IN THE UNITED STATES DISTRICT COURT FOR THE NORTHERN DISTRICT OF ILLINOIS EASTERN DIVISION
September 28, 2009
ANDREW LAMON (#R-16056) PLAINTIFF,
TERRY MCCANN, DEFENDANT.
The opinion of the court was delivered by: Marvin E. Aspen United States District Judge
Marvin E. Aspen
MEMORANDUM OPINION AND ORDER
The plaintiff, a state prisoner, has brought this pro se civil rights action pursuant to 42 U.S.C. § 1983. The plaintiff claims that the defendants, correctional officials, violated the plaintiff's constitutional rights by acting with deliberate indifference to his safety. More specifically, the plaintiff alleges that he was denied placement in protective custody at the Stateville Correctional Center despite the defendants' knowledge that he faced imminent danger from enemy gang members in the prison's general population. This matter is before the court for ruling on the sole remaining defendant's motion for summary judgment. For the reasons stated in this order, the motion is granted.
Summary judgment "should be rendered if the pleadings, the discovery and disclosure materials on file, and any affidavits show that there is no genuine issue as to any material fact and that the moving party is entitled to a judgment as a matter of law." Fed. R. Civ. P. 56(c); Celotex Corp. v. Catrett, 477 U.S. 317, 322 (1986); Vision Church v. Village of Long Grove, 468 F.3d 975, 988 (7th Cir. 2006). In determining whether factual issues exist, the court must view all the evidence and draw all reasonable inferences in the light most favorable to the non-moving party. Walker v. Northeast Regional Commuter Railroad Corp., 225 F.3d 895, 897 (7th Cir. 2000).
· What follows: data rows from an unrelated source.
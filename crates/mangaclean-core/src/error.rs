//! Error and warning types for mangaclean.
//!
//! Provides [`CleanError`] for fatal errors that stop processing of one
//! document, [`ScanWarning`] for non-fatal issues that allow best-effort
//! continuation, and [`Scanned`] for pairing a value with the warnings
//! collected while producing it.

use std::fmt;

/// Fatal error types for document processing.
///
/// A `CleanError` aborts the current document only. Batch processing
/// records it against the file and moves on to the next input.
#[derive(Debug, Clone, PartialEq)]
pub enum CleanError {
    /// Error parsing PDF structure or syntax.
    Parse(String),
    /// I/O error reading input or writing output.
    Io(String),
    /// The EPUB container could not be read or rewritten.
    Epub(String),
    /// An embedded image could not be decoded or encoded.
    Image(String),
    /// The caller supplied an argument the pipeline cannot act on.
    InvalidInput(String),
    /// Any other error not covered by specific variants.
    Other(String),
}

impl fmt::Display for CleanError {
    fn fmt(&self, f: &mut fmt::Formatter<'_>) -> fmt::Result {
        match self {
            CleanError::Parse(msg) => write!(f, "parse error: {msg}"),
            CleanError::Io(msg) => write!(f, "I/O error: {msg}"),
            CleanError::Epub(msg) => write!(f, "EPUB error: {msg}"),
            CleanError::Image(msg) => write!(f, "image error: {msg}"),
            CleanError::InvalidInput(msg) => write!(f, "invalid input: {msg}"),
            CleanError::Other(msg) => write!(f, "{msg}"),
        }
    }
}

impl std::error::Error for CleanError {}

impl From<std::io::Error> for CleanError {
    fn from(err: std::io::Error) -> Self {
        CleanError::Io(err.to_string())
    }
}

/// Machine-readable warning code for categorizing recovered faults.
#[derive(Debug, Clone, PartialEq, Eq)]
#[cfg_attr(
    feature = "serde",
    derive(serde::Serialize, serde::Deserialize),
    serde(tag = "type", content = "detail")
)]
pub enum WarningCode {
    /// The page's text model could not be interpreted; watermark
    /// detection for the affected content was skipped.
    MalformedText,
    /// A referenced font was not found in page resources.
    MissingFont,
    /// An image resource could not be resolved and was treated as absent.
    UnresolvedImage,
    /// An annotation entry could not be resolved and was left in place.
    UnresolvedAnnotation,
    /// A configured limit (e.g. Form XObject nesting) was reached.
    LimitReached,
    /// Any other warning not covered by specific variants.
    Other(String),
}

impl WarningCode {
    /// Returns the string tag for this warning code.
    pub fn as_str(&self) -> &str {
        match self {
            WarningCode::MalformedText => "MALFORMED_TEXT",
            WarningCode::MissingFont => "MISSING_FONT",
            WarningCode::UnresolvedImage => "UNRESOLVED_IMAGE",
            WarningCode::UnresolvedAnnotation => "UNRESOLVED_ANNOTATION",
            WarningCode::LimitReached => "LIMIT_REACHED",
            WarningCode::Other(_) => "OTHER",
        }
    }
}

impl fmt::Display for WarningCode {
    fn fmt(&self, f: &mut fmt::Formatter<'_>) -> fmt::Result {
        f.write_str(self.as_str())
    }
}

/// A non-fatal issue encountered while scanning or rewriting a page.
#[derive(Debug, Clone, PartialEq)]
#[cfg_attr(feature = "serde", derive(serde::Serialize, serde::Deserialize))]
pub struct ScanWarning {
    /// Machine-readable warning code.
    pub code: WarningCode,
    /// Human-readable description of the warning.
    pub description: String,
    /// Page index (0-based) where the warning occurred, if applicable.
    pub page: Option<usize>,
    /// Element context (e.g. an XObject or font resource name).
    pub element: Option<String>,
}

impl ScanWarning {
    /// Create a warning with a specific code and description.
    pub fn new(code: WarningCode, description: impl Into<String>) -> Self {
        Self {
            code,
            description: description.into(),
            page: None,
            element: None,
        }
    }

    /// Attach a page index, returning the modified warning.
    pub fn on_page(mut self, page: usize) -> Self {
        self.page = Some(page);
        self
    }

    /// Attach an element name, returning the modified warning.
    pub fn with_element(mut self, element: impl Into<String>) -> Self {
        self.element = Some(element.into());
        self
    }
}

impl fmt::Display for ScanWarning {
    fn fmt(&self, f: &mut fmt::Formatter<'_>) -> fmt::Result {
        write!(f, "[{}] {}", self.code, self.description)?;
        if let Some(page) = self.page {
            write!(f, " (page {page})")?;
        }
        if let Some(ref element) = self.element {
            write!(f, " [{element}]")?;
        }
        Ok(())
    }
}

/// A value paired with the warnings collected while producing it.
#[derive(Debug, Clone)]
pub struct Scanned<T> {
    /// The produced value.
    pub value: T,
    /// Warnings collected along the way.
    pub warnings: Vec<ScanWarning>,
}

impl<T> Scanned<T> {
    /// Create a result with no warnings.
    pub fn ok(value: T) -> Self {
        Self {
            value,
            warnings: Vec::new(),
        }
    }

    /// Create a result with warnings.
    pub fn with_warnings(value: T, warnings: Vec<ScanWarning>) -> Self {
        Self { value, warnings }
    }

    /// Returns true if there are no warnings.
    pub fn is_clean(&self) -> bool {
        self.warnings.is_empty()
    }

    /// Transform the value while preserving warnings.
    pub fn map<U>(self, f: impl FnOnce(T) -> U) -> Scanned<U> {
        Scanned {
            value: f(self.value),
            warnings: self.warnings,
        }
    }
}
However, Rule 56(c) "mandates the entry of summary judgment, after adequate time for discovery and upon motion, against a party who fails to make a showing sufficient to establish the existence of an element essential to that party's case, and on which that party will bear the burden of proof at trial." Celotex, 477 U.S. at 322.
The defendant filed a statement of uncontested material facts pursuant to Local Rule 56.1(a)(3) (N.D. Ill.). The defendant also served on the plaintiff the mandatory notice under Local Rule 56.2, explaining the requirements of the Local Rules and warning the plaintiff that his failure to respond with appropriate evidentiary support could result in entry of judgment against him. (Document no. 117, Notice to Pro Se Litigant.) Notwithstanding the admonition, the plaintiff's response, captioned "Genuine Issue of Material Fact," fails to comply with the court's Local Rules. The plaintiff does not respond to the defendant's statement of facts; he has simply added two additional facts and makes several legal arguments, without citations to the record in support of his factual assertions. But unsupported statements in a brief are not evidence and cannot be given any weight. See Smith v. Lamz, 321 F.3d 680, 683 (7th Cir. 2003).
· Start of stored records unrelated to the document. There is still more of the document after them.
//! Content handler callback trait for content stream interpretation.
//!
//! The interpreter calls [`ContentHandler`] methods as it processes page
//! content. The scanner subscribes to glyphs, the previewer to images.

use mangaclean_core::ScanWarning;

/// Information about a rendered character glyph.
///
/// Produced for each character code shown by `Tj`, `TJ`, `'`, and `"`.
/// Carries the positioning and font context needed to compute the glyph's
/// bounding box.
#[derive(Debug, Clone)]
pub struct CharEvent {
    /// The character code from the PDF content stream.
    pub char_code: u32,
    /// Unicode text if a ToUnicode mapping or a simple encoding applies.
    pub unicode: Option<String>,
    /// Font name with any subset prefix removed.
    pub font_name: String,
    /// Font size in text space units.
    pub font_size: f64,
    /// The text matrix at the time the glyph was shown.
    pub text_matrix: [f64; 6],
    /// The current transformation matrix at the time the glyph was shown.
    pub ctm: [f64; 6],
    /// Glyph width in glyph space units (1/1000 of text space).
    pub displacement: f64,
    /// Horizontal scaling as a fraction (100% = 1.0).
    pub h_scaling: f64,
    /// Text rise (Ts operator).
    pub rise: f64,
    /// Font ascent in glyph space units.
    pub ascent: f64,
    /// Font descent in glyph space units (negative).
    pub descent: f64,
}

/// Information about a placed image.
///
/// The CTM maps the unit square onto the page area the image covers.
#[derive(Debug, Clone)]
pub struct ImageEvent {
    /// Image XObject name reference (e.g., "Im0").
    pub name: String,
    /// Object id of the image stream.
    pub object_id: lopdf::ObjectId,
    /// CTM at the time of image placement.
    pub ctm: [f64; 6],
    /// Image width in pixels.
    pub width: u32,
    /// Image height in pixels.
    pub height: u32,
}

/// A filled rectangle (`re` followed by a fill operator).
///
/// Bounds are in PDF user space after the CTM, bottom-left origin.
#[derive(Debug, Clone, Copy, PartialEq)]
pub struct FillEvent {
    pub min_x: f64,
    pub min_y: f64,
    pub max_x: f64,
    pub max_y: f64,
    /// Whether the nonstroking color was opaque white.
    pub white: bool,
}

/// Callback handler for content stream interpretation.
///
/// All methods have default no-op implementations, allowing handlers to
/// subscribe only to the event types they care about.
pub trait ContentHandler {
    /// Called when a character glyph is rendered.
    fn on_char(&mut self, _event: CharEvent) {}

    /// Called when an image XObject is placed on the page.
    fn on_image(&mut self, _event: ImageEvent) {}

    /// Called when a rectangle is filled.
    fn on_fill(&mut self, _event: FillEvent) {}

    /// Called when a non-fatal problem is recovered from.
    fn on_warning(&mut self, _warning: ScanWarning) {}
}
The plaintiff's failure to controvert the facts as set forth in the defendant's statement results in those facts being deemed admitted. Id. A litigant's failure to respond to a Local Rule 56.1 Statement results in the court considering the uncontroverted facts as true. Raymond v. Ameritech Corp., 442 F.3d 600, 608 (7th Cir. 2006). The court may disregard statements and responses that do not properly cite to the record. See Cichon v. Exelon Generation Co., L.L.C., 401 F.3d 803, 809-10 (7th Cir. 2005); Brasic v. Heinemann's Inc., 121 F.3d 281, 284 (7th Cir. 1997). The court need not "scour the record to locate evidence supporting a party's legal argument." Argyropoulos v. City of Alton, 539 F.3d 724, 740 (7th Cir. 2008), quoting Estate of Moreland v. Dieter, 395 F.3d 747, 759 (7th Cir. 2005).
Although courts must construe pro se pleadings liberally, see Kaba v. Stepp, 458 F.3d 678, 681 (7th Cir. 2006), a plaintiff's pro se status does not absolve him from complying with these Local Rules. See Greer v. Board of Ed. of City of Chicago, 267 F.3d 723, 727 (7th Cir. 2001); see also McNeil v. United States, 508 U.S. 106, 113 (1993) ("we have never suggested that procedural rules in ordinary civil litigation should be interpreted so as to excuse mistakes by those who proceed without counsel.") A plaintiff's self-serving statements, which are speculative and unsupported by specific, concrete facts reflected in the record, cannot preclude summary judgment. Albiero v. City of Kankakee, 246 F.3d 927, 933 (7th Cir. 2001); Stagman v. Ryan, 176 F.3d 986, 995 (7th Cir. 1999).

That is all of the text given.